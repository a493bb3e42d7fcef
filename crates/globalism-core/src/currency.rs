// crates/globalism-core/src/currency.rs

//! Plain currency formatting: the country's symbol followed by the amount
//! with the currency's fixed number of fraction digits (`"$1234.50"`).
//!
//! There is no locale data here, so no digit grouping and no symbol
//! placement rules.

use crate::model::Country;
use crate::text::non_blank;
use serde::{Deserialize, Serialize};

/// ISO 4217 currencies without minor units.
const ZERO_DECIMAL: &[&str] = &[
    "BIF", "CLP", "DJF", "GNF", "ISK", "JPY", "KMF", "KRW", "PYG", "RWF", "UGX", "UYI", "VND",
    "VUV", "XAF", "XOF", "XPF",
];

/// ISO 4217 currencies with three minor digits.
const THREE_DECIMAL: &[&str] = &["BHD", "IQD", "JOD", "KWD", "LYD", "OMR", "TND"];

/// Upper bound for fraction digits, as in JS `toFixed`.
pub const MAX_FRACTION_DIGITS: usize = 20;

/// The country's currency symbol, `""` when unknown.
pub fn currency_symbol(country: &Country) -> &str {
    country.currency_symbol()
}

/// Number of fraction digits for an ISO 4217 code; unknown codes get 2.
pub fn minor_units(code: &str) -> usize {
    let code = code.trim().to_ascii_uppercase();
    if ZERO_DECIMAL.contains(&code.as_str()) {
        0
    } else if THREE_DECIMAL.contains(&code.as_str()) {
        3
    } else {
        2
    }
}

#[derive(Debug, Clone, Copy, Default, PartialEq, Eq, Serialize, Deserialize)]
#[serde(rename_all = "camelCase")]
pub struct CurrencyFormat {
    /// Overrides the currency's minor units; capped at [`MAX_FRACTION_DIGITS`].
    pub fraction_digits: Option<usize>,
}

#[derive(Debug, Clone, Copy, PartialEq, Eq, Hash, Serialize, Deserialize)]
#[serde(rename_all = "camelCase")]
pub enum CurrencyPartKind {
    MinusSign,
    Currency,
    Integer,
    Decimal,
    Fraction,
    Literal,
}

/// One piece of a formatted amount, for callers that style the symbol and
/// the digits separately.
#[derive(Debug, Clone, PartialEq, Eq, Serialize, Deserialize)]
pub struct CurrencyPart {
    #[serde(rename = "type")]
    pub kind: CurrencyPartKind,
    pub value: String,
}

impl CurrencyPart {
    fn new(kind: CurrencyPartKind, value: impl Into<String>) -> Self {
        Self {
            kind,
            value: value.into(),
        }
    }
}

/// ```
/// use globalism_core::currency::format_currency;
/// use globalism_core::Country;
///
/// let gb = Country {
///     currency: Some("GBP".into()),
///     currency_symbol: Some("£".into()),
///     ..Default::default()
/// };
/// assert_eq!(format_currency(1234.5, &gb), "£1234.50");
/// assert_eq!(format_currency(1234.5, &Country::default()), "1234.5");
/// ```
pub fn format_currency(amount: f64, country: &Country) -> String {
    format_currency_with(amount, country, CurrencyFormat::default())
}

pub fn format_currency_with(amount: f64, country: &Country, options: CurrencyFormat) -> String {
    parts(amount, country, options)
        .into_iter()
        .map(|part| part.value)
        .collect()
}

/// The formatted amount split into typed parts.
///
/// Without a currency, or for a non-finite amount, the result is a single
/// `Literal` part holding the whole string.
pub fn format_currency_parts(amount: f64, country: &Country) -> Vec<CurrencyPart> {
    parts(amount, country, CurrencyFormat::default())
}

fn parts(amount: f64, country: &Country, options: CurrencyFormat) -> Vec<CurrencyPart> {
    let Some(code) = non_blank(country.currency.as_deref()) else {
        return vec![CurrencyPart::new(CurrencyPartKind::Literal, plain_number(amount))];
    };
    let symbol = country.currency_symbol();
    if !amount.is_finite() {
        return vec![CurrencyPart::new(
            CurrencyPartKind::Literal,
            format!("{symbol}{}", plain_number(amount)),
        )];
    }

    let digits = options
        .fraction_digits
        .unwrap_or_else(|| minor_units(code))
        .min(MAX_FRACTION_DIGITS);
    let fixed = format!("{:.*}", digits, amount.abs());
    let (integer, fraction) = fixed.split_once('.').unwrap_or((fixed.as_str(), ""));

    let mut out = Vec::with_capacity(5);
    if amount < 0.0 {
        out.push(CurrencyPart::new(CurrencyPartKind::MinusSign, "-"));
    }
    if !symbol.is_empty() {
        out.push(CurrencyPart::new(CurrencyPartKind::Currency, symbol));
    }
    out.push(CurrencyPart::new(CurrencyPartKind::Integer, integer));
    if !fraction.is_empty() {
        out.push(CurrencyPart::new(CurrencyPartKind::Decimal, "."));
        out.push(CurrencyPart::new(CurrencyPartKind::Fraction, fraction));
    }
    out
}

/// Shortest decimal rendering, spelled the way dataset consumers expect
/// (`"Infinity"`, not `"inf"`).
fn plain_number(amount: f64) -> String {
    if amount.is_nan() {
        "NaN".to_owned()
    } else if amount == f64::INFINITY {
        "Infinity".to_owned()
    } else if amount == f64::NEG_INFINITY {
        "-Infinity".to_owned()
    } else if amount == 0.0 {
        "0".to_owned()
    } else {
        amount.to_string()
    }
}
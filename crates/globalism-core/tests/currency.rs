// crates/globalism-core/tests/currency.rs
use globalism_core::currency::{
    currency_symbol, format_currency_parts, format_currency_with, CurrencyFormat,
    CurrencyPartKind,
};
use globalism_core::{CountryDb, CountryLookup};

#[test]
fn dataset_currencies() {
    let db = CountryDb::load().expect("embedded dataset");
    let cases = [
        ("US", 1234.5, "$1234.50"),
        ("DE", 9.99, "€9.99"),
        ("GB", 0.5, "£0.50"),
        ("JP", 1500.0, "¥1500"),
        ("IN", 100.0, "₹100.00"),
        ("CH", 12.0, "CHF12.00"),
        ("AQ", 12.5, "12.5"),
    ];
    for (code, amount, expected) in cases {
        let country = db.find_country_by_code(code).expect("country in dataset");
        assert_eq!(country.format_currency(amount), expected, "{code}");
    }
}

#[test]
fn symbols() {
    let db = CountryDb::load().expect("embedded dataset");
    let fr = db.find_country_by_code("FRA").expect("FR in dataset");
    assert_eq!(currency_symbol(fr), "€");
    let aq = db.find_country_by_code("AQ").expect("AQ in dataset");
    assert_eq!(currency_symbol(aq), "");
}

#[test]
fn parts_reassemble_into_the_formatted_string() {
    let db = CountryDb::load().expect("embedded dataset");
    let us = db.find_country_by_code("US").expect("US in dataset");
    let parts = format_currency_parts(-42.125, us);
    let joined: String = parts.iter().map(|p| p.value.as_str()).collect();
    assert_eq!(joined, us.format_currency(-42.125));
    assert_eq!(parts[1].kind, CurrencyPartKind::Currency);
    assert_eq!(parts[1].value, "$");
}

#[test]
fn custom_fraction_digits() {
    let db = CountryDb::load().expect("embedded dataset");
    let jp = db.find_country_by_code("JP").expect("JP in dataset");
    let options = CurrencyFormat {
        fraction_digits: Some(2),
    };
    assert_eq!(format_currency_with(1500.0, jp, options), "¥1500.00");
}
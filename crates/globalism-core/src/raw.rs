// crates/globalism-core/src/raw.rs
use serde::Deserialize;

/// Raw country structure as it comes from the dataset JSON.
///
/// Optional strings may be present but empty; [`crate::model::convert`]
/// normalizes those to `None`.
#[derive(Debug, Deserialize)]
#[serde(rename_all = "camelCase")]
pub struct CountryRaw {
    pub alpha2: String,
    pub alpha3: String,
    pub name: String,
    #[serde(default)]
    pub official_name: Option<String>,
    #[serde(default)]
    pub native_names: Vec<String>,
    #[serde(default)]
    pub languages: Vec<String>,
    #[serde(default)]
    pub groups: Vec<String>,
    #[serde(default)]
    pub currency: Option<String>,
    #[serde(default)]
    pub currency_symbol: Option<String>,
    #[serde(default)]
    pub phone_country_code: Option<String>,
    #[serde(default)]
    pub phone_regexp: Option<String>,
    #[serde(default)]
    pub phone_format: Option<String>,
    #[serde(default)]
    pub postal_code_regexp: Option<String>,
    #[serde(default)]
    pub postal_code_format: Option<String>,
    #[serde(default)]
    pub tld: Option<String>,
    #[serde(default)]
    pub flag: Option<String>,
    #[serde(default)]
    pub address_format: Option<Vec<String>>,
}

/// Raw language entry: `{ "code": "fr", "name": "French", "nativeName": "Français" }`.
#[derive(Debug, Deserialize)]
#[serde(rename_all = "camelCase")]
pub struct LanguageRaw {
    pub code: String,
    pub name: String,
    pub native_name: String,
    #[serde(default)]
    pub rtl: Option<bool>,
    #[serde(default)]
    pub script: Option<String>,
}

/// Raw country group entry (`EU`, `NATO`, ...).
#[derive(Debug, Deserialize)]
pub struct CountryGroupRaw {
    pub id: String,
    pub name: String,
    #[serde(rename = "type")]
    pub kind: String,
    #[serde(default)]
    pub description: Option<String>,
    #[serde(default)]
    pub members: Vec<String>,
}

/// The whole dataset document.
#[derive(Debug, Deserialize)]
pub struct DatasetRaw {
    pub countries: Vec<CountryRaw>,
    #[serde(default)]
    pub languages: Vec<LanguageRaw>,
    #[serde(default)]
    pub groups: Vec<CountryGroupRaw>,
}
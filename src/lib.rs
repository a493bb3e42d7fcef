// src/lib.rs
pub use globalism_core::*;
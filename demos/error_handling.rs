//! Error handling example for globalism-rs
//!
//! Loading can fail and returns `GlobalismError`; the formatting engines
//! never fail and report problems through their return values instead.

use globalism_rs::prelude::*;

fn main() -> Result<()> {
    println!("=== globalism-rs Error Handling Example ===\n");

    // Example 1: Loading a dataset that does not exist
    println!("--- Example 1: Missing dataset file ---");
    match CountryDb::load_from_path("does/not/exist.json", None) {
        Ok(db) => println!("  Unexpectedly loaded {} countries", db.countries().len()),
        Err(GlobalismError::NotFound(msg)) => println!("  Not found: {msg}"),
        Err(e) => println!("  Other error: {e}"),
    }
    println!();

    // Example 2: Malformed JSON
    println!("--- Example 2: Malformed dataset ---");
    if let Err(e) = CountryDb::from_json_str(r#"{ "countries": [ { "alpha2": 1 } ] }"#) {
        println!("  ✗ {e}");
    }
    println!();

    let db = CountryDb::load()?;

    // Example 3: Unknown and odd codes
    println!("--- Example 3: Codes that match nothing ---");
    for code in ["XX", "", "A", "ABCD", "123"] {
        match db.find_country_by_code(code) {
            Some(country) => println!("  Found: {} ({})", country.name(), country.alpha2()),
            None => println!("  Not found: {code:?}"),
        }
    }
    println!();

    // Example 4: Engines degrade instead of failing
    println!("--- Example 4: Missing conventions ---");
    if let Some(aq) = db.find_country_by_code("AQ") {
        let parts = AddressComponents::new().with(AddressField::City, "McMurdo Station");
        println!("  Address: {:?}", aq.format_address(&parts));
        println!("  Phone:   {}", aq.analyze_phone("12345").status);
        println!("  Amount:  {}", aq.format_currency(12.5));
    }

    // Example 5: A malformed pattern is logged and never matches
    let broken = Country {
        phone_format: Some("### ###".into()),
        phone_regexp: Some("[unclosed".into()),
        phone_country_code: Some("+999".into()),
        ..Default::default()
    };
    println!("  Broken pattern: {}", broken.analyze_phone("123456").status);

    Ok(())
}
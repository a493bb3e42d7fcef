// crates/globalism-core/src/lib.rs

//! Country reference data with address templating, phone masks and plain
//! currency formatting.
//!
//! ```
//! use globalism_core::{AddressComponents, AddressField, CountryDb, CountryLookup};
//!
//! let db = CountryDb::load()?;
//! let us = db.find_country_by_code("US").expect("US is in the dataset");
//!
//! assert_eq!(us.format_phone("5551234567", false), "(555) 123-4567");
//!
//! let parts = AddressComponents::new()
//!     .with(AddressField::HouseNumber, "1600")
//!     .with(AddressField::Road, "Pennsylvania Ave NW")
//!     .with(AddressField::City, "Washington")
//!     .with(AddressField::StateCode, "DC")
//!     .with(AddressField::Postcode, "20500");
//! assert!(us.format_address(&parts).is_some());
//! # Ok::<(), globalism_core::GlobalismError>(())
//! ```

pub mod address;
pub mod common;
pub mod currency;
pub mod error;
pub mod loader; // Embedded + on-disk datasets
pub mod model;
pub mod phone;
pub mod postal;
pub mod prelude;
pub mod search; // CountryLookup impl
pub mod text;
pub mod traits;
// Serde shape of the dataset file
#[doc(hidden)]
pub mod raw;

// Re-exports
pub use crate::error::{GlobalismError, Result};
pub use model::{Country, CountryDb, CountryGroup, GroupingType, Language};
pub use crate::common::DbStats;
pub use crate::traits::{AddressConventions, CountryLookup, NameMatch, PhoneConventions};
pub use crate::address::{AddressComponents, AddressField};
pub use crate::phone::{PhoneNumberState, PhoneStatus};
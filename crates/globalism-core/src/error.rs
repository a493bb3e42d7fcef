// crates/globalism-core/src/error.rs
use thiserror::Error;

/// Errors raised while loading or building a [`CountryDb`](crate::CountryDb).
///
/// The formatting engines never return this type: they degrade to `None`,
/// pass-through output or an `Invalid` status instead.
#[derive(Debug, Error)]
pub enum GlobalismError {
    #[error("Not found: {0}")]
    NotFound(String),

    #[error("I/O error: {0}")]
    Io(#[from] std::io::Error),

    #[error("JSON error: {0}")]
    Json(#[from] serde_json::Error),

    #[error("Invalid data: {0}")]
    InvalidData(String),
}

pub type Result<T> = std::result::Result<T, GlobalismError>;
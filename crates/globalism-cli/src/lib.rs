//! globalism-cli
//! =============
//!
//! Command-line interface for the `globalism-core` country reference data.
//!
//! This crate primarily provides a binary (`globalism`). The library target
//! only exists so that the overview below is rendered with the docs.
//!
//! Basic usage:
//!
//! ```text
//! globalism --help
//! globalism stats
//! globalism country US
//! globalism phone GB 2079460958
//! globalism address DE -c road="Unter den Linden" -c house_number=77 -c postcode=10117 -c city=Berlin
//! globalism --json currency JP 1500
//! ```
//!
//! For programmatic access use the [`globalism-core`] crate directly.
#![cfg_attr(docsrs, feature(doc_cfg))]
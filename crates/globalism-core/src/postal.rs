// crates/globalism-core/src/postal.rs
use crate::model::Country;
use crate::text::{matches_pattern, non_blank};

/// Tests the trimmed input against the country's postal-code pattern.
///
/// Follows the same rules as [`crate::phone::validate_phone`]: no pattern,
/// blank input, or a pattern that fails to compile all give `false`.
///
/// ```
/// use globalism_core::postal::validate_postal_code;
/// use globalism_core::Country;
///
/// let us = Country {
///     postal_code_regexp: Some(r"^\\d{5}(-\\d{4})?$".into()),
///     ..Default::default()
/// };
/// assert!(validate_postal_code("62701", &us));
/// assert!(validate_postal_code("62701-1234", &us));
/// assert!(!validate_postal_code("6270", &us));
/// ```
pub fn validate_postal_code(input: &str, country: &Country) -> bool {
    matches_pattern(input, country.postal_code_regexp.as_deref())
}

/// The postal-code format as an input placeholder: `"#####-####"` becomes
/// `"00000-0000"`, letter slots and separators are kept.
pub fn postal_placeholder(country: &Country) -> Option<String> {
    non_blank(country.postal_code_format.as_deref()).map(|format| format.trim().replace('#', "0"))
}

EXERCISE AIM:
Within the listing above, give again exactly every line from the line with "use thiserror::Error;" through the line with "pub enum GlobalismError", both included, and no other line.

FINAL ANSWER:
use thiserror::Error;

/// Errors raised while loading or building a [`CountryDb`](crate::CountryDb).
///
/// The formatting engines never return this type: they degrade to `None`,
/// pass-through output or an `Invalid` status instead.
#[derive(Debug, Error)]
pub enum GlobalismError {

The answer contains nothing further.